▶ **Task brief**
Go through the entries below and print each one exactly.

=====

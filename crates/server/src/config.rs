use std::fs;

use anyhow::Context;
use serde::Deserialize;

pub const SETTINGS_FILE: &str = "server.toml";

#[derive(Debug, Clone, PartialEq, Eq)]
pub struct Settings {
    pub server_bind: String,
    pub resend_api_key: Option<String>,
    pub relay_url: String,
    pub sender_address: String,
    pub operator_address: String,
    pub max_body_bytes: usize,
}

impl Default for Settings {
    fn default() -> Self {
        Self {
            server_bind: "127.0.0.1:3000".into(),
            resend_api_key: None,
            relay_url: email_relay::RESEND_API_URL.into(),
            sender_address: "contact@agentex.com".into(),
            operator_address: "nichedotsol@gmail.com".into(),
            max_body_bytes: 64 * 1024,
        }
    }
}

#[derive(Debug, Default, Deserialize)]
#[serde(default)]
struct FileSettings {
    bind_addr: Option<String>,
    relay_url: Option<String>,
    sender_address: Option<String>,
    operator_address: Option<String>,
    max_body_bytes: Option<usize>,
}

pub fn load_settings() -> anyhow::Result<Settings> {
    let raw = fs::read_to_string(SETTINGS_FILE).ok();
    settings_from_sources(raw.as_deref(), |name| std::env::var(name).ok())
}

/// Defaults, then `server.toml`, then environment. The relay key is only read
/// from the environment.
pub fn settings_from_sources(
    file: Option<&str>,
    env: impl Fn(&str) -> Option<String>,
) -> anyhow::Result<Settings> {
    let mut settings = Settings::default();

    if let Some(raw) = file {
        let file_cfg: FileSettings =
            toml::from_str(raw).with_context(|| format!("failed to parse {SETTINGS_FILE}"))?;
        if let Some(v) = file_cfg.bind_addr {
            settings.server_bind = v;
        }
        if let Some(v) = file_cfg.relay_url {
            settings.relay_url = v;
        }
        if let Some(v) = file_cfg.sender_address {
            settings.sender_address = v;
        }
        if let Some(v) = file_cfg.operator_address {
            settings.operator_address = v;
        }
        if let Some(v) = file_cfg.max_body_bytes {
            settings.max_body_bytes = v;
        }
    }

    if let Some(v) = env("SERVER_BIND") {
        settings.server_bind = v;
    }
    if let Some(v) = env("APP__BIND_ADDR") {
        settings.server_bind = v;
    }

    settings.resend_api_key = env("RESEND_API_KEY")
        .map(|key| key.trim().to_string())
        .filter(|key| !key.is_empty());

    if let Some(v) = env("APP__RELAY_URL") {
        settings.relay_url = v;
    }
    if let Some(v) = env("APP__SENDER_ADDRESS") {
        settings.sender_address = v;
    }
    if let Some(v) = env("APP__OPERATOR_ADDRESS") {
        settings.operator_address = v;
    }
    if let Some(v) = env("APP__MAX_BODY_BYTES") {
        if let Ok(parsed) = v.parse::<usize>() {
            settings.max_body_bytes = parsed;
        }
    }

    Ok(settings)
}

#[cfg(test)]
#[path = "tests/config_tests.rs"]
mod tests;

=====

▶ **Response**
filename crates/server/src/config.rs
use std::fs;

use anyhow::Context;
use serde::Deserialize;

pub const SETTINGS_FILE: &str = "server.toml";

#[derive(Debug, Clone, PartialEq, Eq)]
pub struct Settings {
    pub server_bind: String,
    pub resend_api_key: Option<String>,
    pub relay_url: String,
    pub sender_address: String,
    pub operator_address: String,
    pub max_body_bytes: usize,
}

impl Default for Settings {
    fn default() -> Self {
        Self {
            server_bind: "127.0.0.1:3000".into(),
            resend_api_key: None,
            relay_url: email_relay::RESEND_API_URL.into(),
            sender_address: "contact@agentex.com".into(),
            operator_address: "nichedotsol@gmail.com".into(),
            max_body_bytes: 64 * 1024,
        }
    }
}

#[derive(Debug, Default, Deserialize)]
#[serde(default)]
struct FileSettings {
    bind_addr: Option<String>,
    relay_url: Option<String>,
    sender_address: Option<String>,
    operator_address: Option<String>,
    max_body_bytes: Option<usize>,
}

pub fn load_settings() -> anyhow::Result<Settings> {
    let raw = fs::read_to_string(SETTINGS_FILE).ok();
    settings_from_sources(raw.as_deref(), |name| std::env::var(name).ok())
}

/// Defaults, then `server.toml`, then environment. The relay key is only read
/// from the environment.
pub fn settings_from_sources(
    file: Option<&str>,
    env: impl Fn(&str) -> Option<String>,
) -> anyhow::Result<Settings> {
    let mut settings = Settings::default();

    if let Some(raw) = file {
        let file_cfg: FileSettings =
            toml::from_str(raw).with_context(|| format!("failed to parse {SETTINGS_FILE}"))?;
        if let Some(v) = file_cfg.bind_addr {
            settings.server_bind = v;
        }
        if let Some(v) = file_cfg.relay_url {
            settings.relay_url = v;
        }
        if let Some(v) = file_cfg.sender_address {
            settings.sender_address = v;
        }
        if let Some(v) = file_cfg.operator_address {
            settings.operator_address = v;
        }
        if let Some(v) = file_cfg.max_body_bytes {
            settings.max_body_bytes = v;
        }
    }

    if let Some(v) = env("SERVER_BIND") {
        settings.server_bind = v;
    }
    if let Some(v) = env("APP__BIND_ADDR") {
        settings.server_bind = v;
    }

    settings.resend_api_key = env("RESEND_API_KEY")
        .map(|key| key.trim().to_string())
        .filter(|key| !key.is_empty());

    if let Some(v) = env("APP__RELAY_URL") {
        settings.relay_url = v;
    }
    if let Some(v) = env("APP__SENDER_ADDRESS") {
        settings.sender_address = v;
    }
    if let Some(v) = env("APP__OPERATOR_ADDRESS") {
        settings.operator_address = v;
    }
    if let Some(v) = env("APP__MAX_BODY_BYTES") {
        if let Ok(parsed) = v.parse::<usize>() {
            settings.max_body_bytes = parsed;
        }
    }

    Ok(settings)
}

#[cfg(test)]
#[path = "tests/config_tests.rs"]
mod tests;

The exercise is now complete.